■ **REQUIRED ACTION**
Copy out exactly the lines from the first line of the material below through the line containing "the kind's default.", and nothing beyond them.

■ **SOURCE INFORMATION**
//! Migration configuration.

mod validation;

pub use validation::validate;

use std::fmt;
use std::str::FromStr;

use serde::{Deserialize, Serialize};

use crate::error::MigrateError;

/// Kind of the source database.
#[derive(Debug, Clone, Copy, PartialEq, Eq, Serialize, Deserialize)]
#[serde(rename_all = "lowercase")]
pub enum SourceKind {
    /// A graph database of the destination's kind (Bolt protocol).
    Memgraph,
    Postgresql,
    Mysql,
}

impl SourceKind {
    /// Default server port for this kind.
    pub fn default_port(self) -> u16 {
        match self {
            SourceKind::Memgraph => 7687,
            SourceKind::Postgresql => 5432,
            SourceKind::Mysql => 3306,
        }
    }

    /// Whether this kind is a SQL source (requires `--source-database`).
    pub fn is_sql(self) -> bool {
        matches!(self, SourceKind::Postgresql | SourceKind::Mysql)
    }
}

impl fmt::Display for SourceKind {
    fn fmt(&self, f: &mut fmt::Formatter<'_>) -> fmt::Result {
        let name = match self {
            SourceKind::Memgraph => "memgraph",
            SourceKind::Postgresql => "postgresql",
            SourceKind::Mysql => "mysql",
        };
        f.write_str(name)
    }
}

impl FromStr for SourceKind {
    type Err = MigrateError;

    fn from_str(s: &str) -> Result<Self, Self::Err> {
        match s {
            "memgraph" => Ok(SourceKind::Memgraph),
            "postgresql" => Ok(SourceKind::Postgresql),
            "mysql" => Ok(SourceKind::Mysql),
            other => Err(MigrateError::Config(format!(
                "unknown source kind '{}'; supported kinds are 'memgraph', 'postgresql' and 'mysql'",
                other
            ))),
        }
    }
}

/// Source database configuration.
#[derive(Debug, Clone, Serialize, Deserialize)]
pub struct SourceConfig {
    pub kind: SourceKind,

    pub host: String,

    /// Server port; `0` selects the default port for `kind`.
    pub port: u16,

    pub username: String,

    #[serde(skip_serializing, default)]
    pub password: String,

    /// Only meaningful for a graph source.
    pub use_ssl: bool,

    /// Database name; required for SQL sources.
    pub database: String,
}

impl SourceConfig {
    /// The port to connect to, with `0` resolved to the kind's default.
    pub fn resolved_port(&self) -> u16 {
        if self.port == 0 {
            self.kind.default_port()
        } else {
            self.port
        }
    }
}

/// Destination database configuration.
#[derive(Debug, Clone, Serialize, Deserialize)]
pub struct DestinationConfig {
    pub host: String,
    pub port: u16,
    pub username: String,
    #[serde(skip_serializing, default)]
    pub password: String,
    pub use_ssl: bool,
}

/// Root configuration for a migration run.
#[derive(Debug, Clone, Serialize, Deserialize)]
pub struct Config {
    pub source: SourceConfig,
    pub destination: DestinationConfig,
}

■ **REPLY**
//! Migration configuration.

mod validation;

pub use validation::validate;

use std::fmt;
use std::str::FromStr;

use serde::{Deserialize, Serialize};

use crate::error::MigrateError;

/// Kind of the source database.
#[derive(Debug, Clone, Copy, PartialEq, Eq, Serialize, Deserialize)]
#[serde(rename_all = "lowercase")]
pub enum SourceKind {
    /// A graph database of the destination's kind (Bolt protocol).
    Memgraph,
    Postgresql,
    Mysql,
}

impl SourceKind {
    /// Default server port for this kind.
    pub fn default_port(self) -> u16 {
        match self {
            SourceKind::Memgraph => 7687,
            SourceKind::Postgresql => 5432,
            SourceKind::Mysql => 3306,
        }
    }

    /// Whether this kind is a SQL source (requires `--source-database`).
    pub fn is_sql(self) -> bool {
        matches!(self, SourceKind::Postgresql | SourceKind::Mysql)
    }
}

impl fmt::Display for SourceKind {
    fn fmt(&self, f: &mut fmt::Formatter<'_>) -> fmt::Result {
        let name = match self {
            SourceKind::Memgraph => "memgraph",
            SourceKind::Postgresql => "postgresql",
            SourceKind::Mysql => "mysql",
        };
        f.write_str(name)
    }
}

impl FromStr for SourceKind {
    type Err = MigrateError;

    fn from_str(s: &str) -> Result<Self, Self::Err> {
        match s {
            "memgraph" => Ok(SourceKind::Memgraph),
            "postgresql" => Ok(SourceKind::Postgresql),
            "mysql" => Ok(SourceKind::Mysql),
            other => Err(MigrateError::Config(format!(
                "unknown source kind '{}'; supported kinds are 'memgraph', 'postgresql' and 'mysql'",
                other
            ))),
        }
    }
}

/// Source database configuration.
#[derive(Debug, Clone, Serialize, Deserialize)]
pub struct SourceConfig {
    pub kind: SourceKind,

    pub host: String,

    /// Server port; `0` selects the default port for `kind`.
    pub port: u16,

    pub username: String,

    #[serde(skip_serializing, default)]
    pub password: String,

    /// Only meaningful for a graph source.
    pub use_ssl: bool,

    /// Database name; required for SQL sources.
    pub database: String,
}

impl SourceConfig {
    /// The port to connect to, with `0` resolved to the kind's default.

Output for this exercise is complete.